The tone of his voice during that conversation still haunted me. It was so cold, so heartless. He was a good man, who I’d only ever seen getting angry, properly swearing-whenever-they’re-mentioned kind of angry, at two people in my whole life. He’d always gone above and beyond to help his friends, and got annoyed when people quoted the Bible at him while he did so.


“We should help me because we’re kind, not because we’re scared of judgement,” he’d say.


But he'd judged me. That was what his voice held that day; judgement. I hadn’t known that a crime had been done, and yet my very existence was a grievous sin against him that he blamed me for.


I didn’t know what I was expecting to happen at Mum’s grave. Understanding ideally, acceptance perhaps, forgiveness maybe, though what for I couldn’t be sure.


What I wasn’t expecting was for my fath- for David to turn up.


“Oh,” he said when he saw me.


“Hi. What are you doing?”


He gestured at the grave with the bunch of flowers he was carrying. “I’ve been up here every day since… since that call.” I’d been too distracted to even notice the fresh flowers on her grave, and that sent a pang of guilt through me. What else had I neglected these past few days?


There was an awkward silence between us for a while, until at last he asked if he could join me.


“I should be going now anyway. I need to get Jacob from nursery.” I started to walk away, keeping my eyes down as I did.

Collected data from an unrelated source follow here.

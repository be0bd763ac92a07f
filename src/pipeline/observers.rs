//! Observer pattern for training pipelines
//!
//! Observers allow composable data collection during training without coupling
//! the training loop to specific output formats.

use std::{
    fs::File,
    io::{BufWriter, Write},
    path::Path,
    sync::{Arc, Mutex},
};

use indicatif::{ProgressBar, ProgressStyle};
use serde::{Deserialize, Serialize};

use crate::{
    Error, Result,
    platformer::Outcome,
    ports::{EpisodeSummary, Observer, StepRecord},
};

/// Progress bar observer - Shows training progress
pub struct ProgressObserver {
    progress_bar: Option<ProgressBar>,
    coins: usize,
    obstacles: usize,
}

impl ProgressObserver {
    pub fn new() -> Self {
        Self {
            progress_bar: None,
            coins: 0,
            obstacles: 0,
        }
    }

    fn message(&self, epsilon: f64) -> String {
        format!("coin:{} hit:{} ε={epsilon:.3}", self.coins, self.obstacles)
    }
}

impl Default for ProgressObserver {
    fn default() -> Self {
        Self::new()
    }
}

impl Observer for ProgressObserver {
    fn on_training_start(&mut self, total_episodes: usize) -> Result<()> {
        let pb = ProgressBar::new(total_episodes as u64);
        pb.set_style(
            ProgressStyle::default_bar()
                .template("[{elapsed_precise}] {bar:40.cyan/blue} {pos}/{len} episodes ({msg})")
                .map_err(|e| Error::ProgressBarTemplate {
                    message: e.to_string(),
                })?
                .progress_chars("=>-"),
        );
        self.progress_bar = Some(pb);
        Ok(())
    }

    fn on_episode_end(&mut self, summary: &EpisodeSummary) -> Result<()> {
        match summary.outcome {
            Some(Outcome::ReachedCoin) => self.coins += 1,
            Some(Outcome::HitObstacle) => self.obstacles += 1,
            None => {}
        }

        if let Some(pb) = &self.progress_bar {
            pb.set_position(summary.episode as u64 + 1);
            pb.set_message(self.message(summary.epsilon));
        }
        Ok(())
    }

    fn on_training_end(&mut self) -> Result<()> {
        if let Some(pb) = &self.progress_bar {
            pb.finish_with_message(format!("coin:{} hit:{}", self.coins, self.obstacles));
        }
        Ok(())
    }
}

/// Summary of training metrics
#[derive(Debug, Clone, PartialEq, Serialize, Deserialize)]
pub struct MetricsSummary {
    pub episodes: usize,
    pub coins: usize,
    pub obstacles: usize,
    pub truncated: usize,
    pub mean_steps: f64,
    pub mean_reward: f64,
    /// Coin rate over the trailing window
    pub recent_coin_rate: f64,
    pub first_coin: Option<usize>,
    pub last_obstacle: Option<usize>,
}

/// Metrics observer - Tracks outcome counts and learning milestones
pub struct MetricsObserver {
    window: usize,
    outcomes: Vec<Option<Outcome>>,
    total_steps: usize,
    total_reward: f64,
    first_coin: Option<usize>,
    last_obstacle: Option<usize>,
}

impl MetricsObserver {
    /// Trailing window used by [`MetricsObserver::recent_coin_rate`].
    pub const DEFAULT_WINDOW: usize = 100;

    pub fn new() -> Self {
        Self::with_window(Self::DEFAULT_WINDOW)
    }

    pub fn with_window(window: usize) -> Self {
        Self {
            window: window.max(1),
            outcomes: Vec::new(),
            total_steps: 0,
            total_reward: 0.0,
            first_coin: None,
            last_obstacle: None,
        }
    }

    fn count(&self, outcome: Option<Outcome>) -> usize {
        self.outcomes.iter().filter(|o| **o == outcome).count()
    }

    /// Coin rate over the last `window` episodes.
    pub fn recent_coin_rate(&self) -> f64 {
        let start = self.outcomes.len().saturating_sub(self.window);
        let recent = &self.outcomes[start..];
        if recent.is_empty() {
            return 0.0;
        }
        let coins = recent
            .iter()
            .filter(|o| **o == Some(Outcome::ReachedCoin))
            .count();
        coins as f64 / recent.len() as f64
    }

    /// First episode that ended on the coin
    pub fn first_coin(&self) -> Option<usize> {
        self.first_coin
    }

    /// Last episode that ended on the obstacle
    pub fn last_obstacle(&self) -> Option<usize> {
        self.last_obstacle
    }

    pub fn summary(&self) -> MetricsSummary {
        let n = self.outcomes.len().max(1) as f64;
        MetricsSummary {
            episodes: self.outcomes.len(),
            coins: self.count(Some(Outcome::ReachedCoin)),
            obstacles: self.count(Some(Outcome::HitObstacle)),
            truncated: self.count(None),
            mean_steps: self.total_steps as f64 / n,
            mean_reward: self.total_reward / n,
            recent_coin_rate: self.recent_coin_rate(),
            first_coin: self.first_coin,
            last_obstacle: self.last_obstacle,
        }
    }
}

impl Default for MetricsObserver {
    fn default() -> Self {
        Self::new()
    }
}

impl Observer for MetricsObserver {
    fn on_episode_end(&mut self, summary: &EpisodeSummary) -> Result<()> {
        match summary.outcome {
            Some(Outcome::ReachedCoin) if self.first_coin.is_none() => {
                self.first_coin = Some(summary.episode)
            }
            Some(Outcome::HitObstacle) => self.last_obstacle = Some(summary.episode),
            _ => {}
        }
        self.outcomes.push(summary.outcome);
        self.total_steps += summary.steps;
        self.total_reward += summary.total_reward;
        Ok(())
    }
}

/// Per-episode record written by [`JsonlObserver`]
#[derive(Debug, Clone, Serialize, Deserialize)]
pub struct EpisodeRecord {
    #[serde(flatten)]
    pub summary: EpisodeSummary,
    /// Transitions, present only when step recording is enabled
    #[serde(default, skip_serializing_if = "Vec::is_empty")]
    pub transitions: Vec<StepRecord>,
}

/// JSONL observer - Exports one JSON object per episode
pub struct JsonlObserver {
    writer: BufWriter<File>,
    record_steps: bool,
    current_steps: Vec<StepRecord>,
}

impl JsonlObserver {
    pub fn new<P: AsRef<Path>>(path: P) -> Result<Self> {
        let path = path.as_ref();
        let file = File::create(path).map_err(|source| Error::Io {
            operation: format!("create observations file {}", path.display()),
            source,
        })?;
        Ok(Self {
            writer: BufWriter::new(file),
            record_steps: false,
            current_steps: Vec::new(),
        })
    }

    /// Also write every transition of each episode.
    pub fn with_steps(mut self) -> Self {
        self.record_steps = true;
        self
    }
}

impl Observer for JsonlObserver {
    fn on_episode_start(&mut self, _episode: usize, _epsilon: f64) -> Result<()> {
        self.current_steps.clear();
        Ok(())
    }

    fn on_step(&mut self, _episode: usize, _step: usize, record: &StepRecord) -> Result<()> {
        if self.record_steps {
            self.current_steps.push(*record);
        }
        Ok(())
    }

    fn on_episode_end(&mut self, summary: &EpisodeSummary) -> Result<()> {
        let record = EpisodeRecord {
            summary: summary.clone(),
            transitions: std::mem::take(&mut self.current_steps),
        };
        serde_json::to_writer(&mut self.writer, &record)?;
        writeln!(&mut self.writer)?;
        Ok(())
    }

    fn on_training_end(&mut self) -> Result<()> {
        self.writer.flush()?;
        Ok(())
    }
}

/// Shares an observer with the caller so it can be read after training.
pub struct SharedObserver<O> {
    inner: Arc<Mutex<O>>,
}

impl<O: Observer> SharedObserver<O> {
    pub fn new(observer: O) -> Self {
        Self {
            inner: Arc::new(Mutex::new(observer)),
        }
    }

    /// Handle for reading the observer once training is done.
    pub fn handle(&self) -> Arc<Mutex<O>> {
        Arc::clone(&self.inner)
    }

    fn with<T>(&self, f: impl FnOnce(&mut O) -> Result<T>) -> Result<T> {
        let mut guard = self.inner.lock().unwrap_or_else(|e| e.into_inner());
        f(&mut guard)
    }
}

impl<O: Observer> Observer for SharedObserver<O> {
    fn on_training_start(&mut self, total_episodes: usize) -> Result<()> {
        self.with(|o| o.on_training_start(total_episodes))
    }

    fn on_episode_start(&mut self, episode: usize, epsilon: f64) -> Result<()> {
        self.with(|o| o.on_episode_start(episode, epsilon))
    }

    fn on_step(&mut self, episode: usize, step: usize, record: &StepRecord) -> Result<()> {
        self.with(|o| o.on_step(episode, step, record))
    }

    fn on_episode_end(&mut self, summary: &EpisodeSummary) -> Result<()> {
        self.with(|o| o.on_episode_end(summary))
    }

    fn on_training_end(&mut self) -> Result<()> {
        self.with(|o| o.on_training_end())
    }
}

#[cfg(test)]
mod tests {
    use std::io::BufRead;

    use tempfile::tempdir;

    use super::*;
    use crate::types::{Action, StateKey};

    fn summary(episode: usize, outcome: Option<Outcome>) -> EpisodeSummary {
        EpisodeSummary {
            episode,
            epsilon: 0.5,
            steps: 10,
            total_reward: 1.0,
            outcome,
            final_x: 30.0,
        }
    }

    #[test]
    fn test_metrics_observer_milestones() {
        let mut observer = MetricsObserver::with_window(2);
        observer
            .on_episode_end(&summary(0, Some(Outcome::HitObstacle)))
            .unwrap();
        observer.on_episode_end(&summary(1, None)).unwrap();
        observer
            .on_episode_end(&summary(2, Some(Outcome::ReachedCoin)))
            .unwrap();
        observer
            .on_episode_end(&summary(3, Some(Outcome::ReachedCoin)))
            .unwrap();

        let s = observer.summary();
        assert_eq!(s.episodes, 4);
        assert_eq!((s.coins, s.obstacles, s.truncated), (2, 1, 1));
        assert_eq!(s.first_coin, Some(2));
        assert_eq!(s.last_obstacle, Some(0));
        assert_eq!(s.recent_coin_rate, 1.0);
        assert_eq!(s.mean_steps, 10.0);
    }

    #[test]
    fn test_jsonl_observer_writes_one_line_per_episode() {
        let dir = tempdir().unwrap();
        let path = dir.path().join("episodes.jsonl");
        let mut observer = JsonlObserver::new(&path).unwrap().with_steps();

        for episode in 0..3 {
            observer.on_episode_start(episode, 0.5).unwrap();
            let record = StepRecord {
                state: StateKey::new(0),
                action: Action::MoveRight,
                reward: 0.29,
                next_state: StateKey::new(0),
                q_after: 0.087,
            };
            observer.on_step(episode, 0, &record).unwrap();
            observer.on_episode_end(&summary(episode, None)).unwrap();
        }
        observer.on_training_end().unwrap();

        let file = File::open(&path).unwrap();
        let lines: Vec<String> = std::io::BufReader::new(file)
            .lines()
            .map(|l| l.unwrap())
            .collect();
        assert_eq!(lines.len(), 3);
        let parsed: serde_json::Value = serde_json::from_str(&lines[2]).unwrap();
        assert_eq!(parsed["episode"], 2);
        assert_eq!(parsed["transitions"][0]["action"], "move_right");
        assert_eq!(parsed["transitions"].as_array().unwrap().len(), 1);
    }

    #[test]
    fn test_shared_observer_is_readable_afterwards() {
        let shared = SharedObserver::new(MetricsObserver::new());
        let handle = shared.handle();
        let mut boxed: Box<dyn Observer> = Box::new(shared);
        boxed
            .on_episode_end(&summary(0, Some(Outcome::ReachedCoin)))
            .unwrap();
        assert_eq!(handle.lock().unwrap().first_coin(), Some(0));
    }
}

“Stay a while?” he asked when I was a few rows away. “Please?”


As I looked at the man stood before my mother’s grave, it wasn’t the man who’d raised me. It was the man who’d stood there four years ago grieving the loss of the woman he loved. It was the man who’d never quite been the same since, no matter how brave a face he put on for his family.


How could I say no to him?


Side by side we stood, each of us lost in our own thoughts, both wishing a sign or some fresh words of wisdom would appear on the headstone. All it said though was ‘A mother and a wife, much loved by everyone, now safe with our Lord’. Nothing pertinent to the dilemma she’d left us in.

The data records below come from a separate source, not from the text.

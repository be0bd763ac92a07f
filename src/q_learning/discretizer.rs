//! Continuous-to-discrete state mapping.

use crate::{Error, Result, types::StateKey};

/// Maps a player position and jump flag to a [`StateKey`].
///
/// Only the horizontal bucket and the jump flag take part; vertical position
/// and velocity are not part of the key.
#[derive(Debug, Clone, Copy, PartialEq)]
pub struct StateDiscretizer {
    x_bins: usize,
    x_bin_size: f64,
}

impl StateDiscretizer {
    /// # Errors
    ///
    /// Returns [`Error::InvalidConfiguration`] if `x_bins` is zero or
    /// `x_bin_size` is not a positive finite number.
    pub fn new(x_bins: usize, x_bin_size: f64) -> Result<Self> {
        if x_bins == 0 {
            return Err(Error::config("x_bins must be at least 1"));
        }
        if !(x_bin_size.is_finite() && x_bin_size > 0.0) {
            return Err(Error::config(format!(
                "x_bin_size must be positive and finite, got {x_bin_size}"
            )));
        }
        Ok(Self { x_bins, x_bin_size })
    }

    pub fn x_bins(&self) -> usize {
        self.x_bins
    }

    pub fn x_bin_size(&self) -> f64 {
        self.x_bin_size
    }

    /// Size of the key space, `2 * x_bins`.
    pub fn state_count(&self) -> usize {
        self.x_bins * 2
    }

    /// `clamp(floor(x / x_bin_size), 0, x_bins - 1) * 2 + jumping`.
    ///
    /// Total: out-of-range and NaN positions fall into the edge buckets.
    pub fn state_key(&self, x: f64, is_jumping: bool) -> StateKey {
        let raw = (x / self.x_bin_size).floor();
        let bucket = if raw.is_nan() || raw < 0.0 {
            0
        } else {
            // `as` saturates, so huge positions land in the last bucket.
            (raw as usize).min(self.x_bins - 1)
        };
        StateKey::new(bucket * 2 + usize::from(is_jumping))
    }
}

#[cfg(test)]
mod tests {
    use super::*;

    fn reference() -> StateDiscretizer {
        StateDiscretizer::new(64, 630.0 / 64.0).unwrap()
    }

    #[test]
    fn test_keys_in_range_and_jump_offset() {
        let d = reference();
        let mut x = 0.0;
        while x < 630.0 {
            let ground = d.state_key(x, false);
            let air = d.state_key(x, true);
            assert!(ground.value() < d.state_count());
            assert!(air.value() < d.state_count());
            assert_eq!(air.value(), ground.value() + 1);
            x += 0.7;
        }
    }

    #[test]
    fn test_bucket_boundaries() {
        let d = reference();
        assert_eq!(d.state_key(0.0, false).value(), 0);
        assert_eq!(d.state_key(9.8, false).value(), 0);
        assert_eq!(d.state_key(9.85, false).value(), 2);
        assert_eq!(d.state_key(207.0, true).value(), 43);
    }

    #[test]
    fn test_out_of_range_inputs_are_clamped() {
        let d = reference();
        assert_eq!(d.state_key(-50.0, false).value(), 0);
        assert_eq!(d.state_key(f64::NAN, true).value(), 1);
        assert_eq!(d.state_key(10_000.0, false).value(), 126);
        assert_eq!(d.state_key(f64::INFINITY, true).value(), 127);
    }

    #[test]
    fn test_degenerate_configuration_rejected() {
        assert!(StateDiscretizer::new(0, 10.0).is_err());
        assert!(StateDiscretizer::new(8, 0.0).is_err());
        assert!(StateDiscretizer::new(8, -1.0).is_err());
        assert!(StateDiscretizer::new(8, f64::NAN).is_err());
    }
}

“How-” David started, though he had to cough and swallow a few times before he could finish. “How’ve you been?”


“I don’t know. I… I thought I knew her. I didn’t think she’d do something like to me. To us. I didn’t think she’d have let it gone unsaid either.”


“She thought about telling you. At the end, when she knew her time was coming.”


“So you did know? Before then?”


“I’ve always know. Since before you were born.”


“But-” That made both of them liars. They’d raised me and Sara as sisters, yet we were nothing but half-sisters. Half-sisters? Does that really change anything?


“She told me not long after it happened. It was rough, I’m not going to lie about that. But I loved her, and she loved me. She made her peace with God, and together we got through it.”


“And you kept me? Treated me as your own?” I watched his profile as he thought, and for the first time I noticed how deep the lines were around his eyes.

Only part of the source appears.